Comme Pascal, faire le pari de l’inflation durable serait la solution d’investissement futur. Car, ne pas le faire offre un rendement/risque pitoyable. Afin de continuer à dégager des performances entre 6 et 10% par an dans un monde très inflationniste, nous structurons notre portefeuille afin qu’il monétise une volatilité élevée de façon structurelle, par une approche convexe. Il s’agit d’acheter des options à faibles deltas pour bénéficier d’événements rares, devenus banals, et de se protéger contre les futurs tsunamis. L’ancienne diversification classique, 60% en obligations et 40% en actions, est remplacée par un mix long convexité et un investissement en actions via une approche dite d’«absolute return» (corrélée ou décorrélé en fonction de la hausse ou la baisse des actions).
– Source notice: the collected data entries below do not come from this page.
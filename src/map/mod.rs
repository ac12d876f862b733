//! Tile grid and spatial queries
//!
//! A map is a 3D grid of palette indices plus the palette of distinct tile
//! values it references. Queries convert a world-space region to a clipped
//! tile-index rectangle, so their cost is bounded by the queried area rather
//! than the map size; they return a coarse superset of the tiles that can
//! intersect the region, and precise penetration testing stays with the tile
//! shape resolver.

pub mod array3;

pub use array3::Array3;

use crate::core::error::Error;
use crate::core::types::{Result, Vec2};
use crate::math::Rect;
use crate::tile::{PhysicalPresence, Tile, TILE_SIZE};

/// One tile occurrence returned by a spatial query
///
/// Ephemeral: borrows the tile from the map's palette, lives for one query.
#[derive(Clone, Copy, Debug)]
pub struct TileAndLocation<'a> {
    /// World x of the tile's top-left corner
    pub x: f32,
    /// World y of the tile's top-left corner
    pub y: f32,
    pub tile: &'a Tile,
    /// Squared distance from the query center to the cell center, for
    /// proximity sorting
    pub proximity2: f32,
}

/// A placed tile grid: palette, cell indices and world-space position
#[derive(Clone, Debug)]
pub struct Map {
    palette: Vec<Tile>,
    cells: Array3<Option<u16>>,
    /// World position of the grid's top-left corner
    x: f32,
    y: f32,
    /// Story (building floor) this map occupies
    story: i32,
    // cached from the grid dimensions
    width: f32,
    height: f32,
}

impl Map {
    /// Build a map from a palette and cell grid.
    ///
    /// Every stored index must point into the palette; a dangling index is a
    /// content error and fails construction.
    pub fn new(palette: Vec<Tile>, cells: Array3<Option<u16>>) -> Result<Self> {
        for index in cells.iter().flatten() {
            let index = *index as usize;
            if index >= palette.len() {
                return Err(Error::PaletteIndex { index, len: palette.len() });
            }
        }
        let width = cells.size_x() as f32 * TILE_SIZE;
        let height = cells.size_y() as f32 * TILE_SIZE;
        log::debug!(
            "map built: {}x{}x{} cells, {} palette tiles",
            cells.size_x(),
            cells.size_y(),
            cells.size_z(),
            palette.len()
        );
        Ok(Self {
            palette,
            cells,
            x: 0.0,
            y: 0.0,
            story: 0,
            width,
            height,
        })
    }

    /// Place the map in world space
    pub fn set_position(&mut self, x: f32, y: f32, story: i32) {
        self.x = x;
        self.y = y;
        self.story = story;
    }

    pub fn left(&self) -> f32 {
        self.x
    }

    pub fn top(&self) -> f32 {
        self.y
    }

    pub fn width(&self) -> f32 {
        self.width
    }

    pub fn height(&self) -> f32 {
        self.height
    }

    pub fn story(&self) -> i32 {
        self.story
    }

    pub fn layer_count(&self) -> usize {
        self.cells.size_z()
    }

    /// Append every tile whose cell can intersect the square region around
    /// `center` with the given apothem, filtered to at least `min_presence`.
    ///
    /// The index rectangle is inclusive at its edges: a tile exactly touching
    /// the region boundary is returned. Regions outside the grid simply
    /// contribute nothing.
    pub fn intersecting_tiles<'a>(
        &'a self,
        out: &mut Vec<TileAndLocation<'a>>,
        center: Vec2,
        apothem: f32,
        layer: usize,
        min_presence: PhysicalPresence,
    ) {
        if layer >= self.cells.size_z() {
            return;
        }
        let region = Rect::from_center_apothem(center, apothem);
        let (xs, ys) = self.tile_range(region);
        for cell_y in ys {
            for cell_x in xs.clone() {
                let Some(index) = self.cells.get(cell_x, cell_y, layer) else {
                    continue;
                };
                let tile = &self.palette[*index as usize];
                if !tile.has_min_presence(min_presence) {
                    continue;
                }
                let origin = Vec2::new(
                    self.x + cell_x as f32 * TILE_SIZE,
                    self.y + cell_y as f32 * TILE_SIZE,
                );
                let cell_center = origin + Vec2::splat(TILE_SIZE * 0.5);
                out.push(TileAndLocation {
                    x: origin.x,
                    y: origin.y,
                    tile,
                    proximity2: center.distance_squared(cell_center),
                });
            }
        }
    }

    /// Degenerate point query: the tiles whose cells contain (or touch) a
    /// single world-space point, weakest presence filter
    pub fn tiles_at_point<'a>(
        &'a self,
        out: &mut Vec<TileAndLocation<'a>>,
        point: Vec2,
        layer: usize,
    ) {
        self.intersecting_tiles(out, point, 0.0, layer, PhysicalPresence::Rail);
    }

    /// Clipped, edge-inclusive tile-index ranges covering a world-space region
    fn tile_range(&self, region: Rect) -> (std::ops::Range<usize>, std::ops::Range<usize>) {
        let local_min = region.min - Vec2::new(self.x, self.y);
        let local_max = region.max - Vec2::new(self.x, self.y);
        let clip = |value: i64, limit: usize| value.clamp(0, limit as i64) as usize;

        // ceil - 1 / floor + 1 keeps tiles that only touch the region edge.
        let x0 = clip((local_min.x / TILE_SIZE).ceil() as i64 - 1, self.cells.size_x());
        let x1 = clip((local_max.x / TILE_SIZE).floor() as i64 + 1, self.cells.size_x());
        let y0 = clip((local_min.y / TILE_SIZE).ceil() as i64 - 1, self.cells.size_y());
        let y1 = clip((local_max.y / TILE_SIZE).floor() as i64 + 1, self.cells.size_y());
        (x0..x1, y0..y1)
    }
}

/// Order query results nearest-first by their stored squared proximity
pub fn sort_by_proximity(tiles: &mut [TileAndLocation<'_>]) {
    tiles.sort_by(|a, b| a.proximity2.total_cmp(&b.proximity2));
}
Nous pouvons également se tourner vers de nouveaux actifs, indépendants des banques centrales, dans un monde d’inflation non contrôlée tels que les cryptos.

Pour conclure, comme aurait pu l’écrire Pascal, s’il avait forgé son texte sur l’inflation: «Examinons donc ce point, et disons: «l’inflation est, ou elle n'est pas.» Mais de quel côté pencherons-nous? Votre raison n'est pas plus blessée, en choisissant l'un que l'autre, puisqu'il faut nécessairement choisir. Pesons le gain et la perte, en prenant croix que l’inflation est. Estimons ces deux cas: si vous gagnez, vous gagnez tout; si vous perdez, vous ne perdez rien. Gagez donc qu'elle est, sans hésiter.»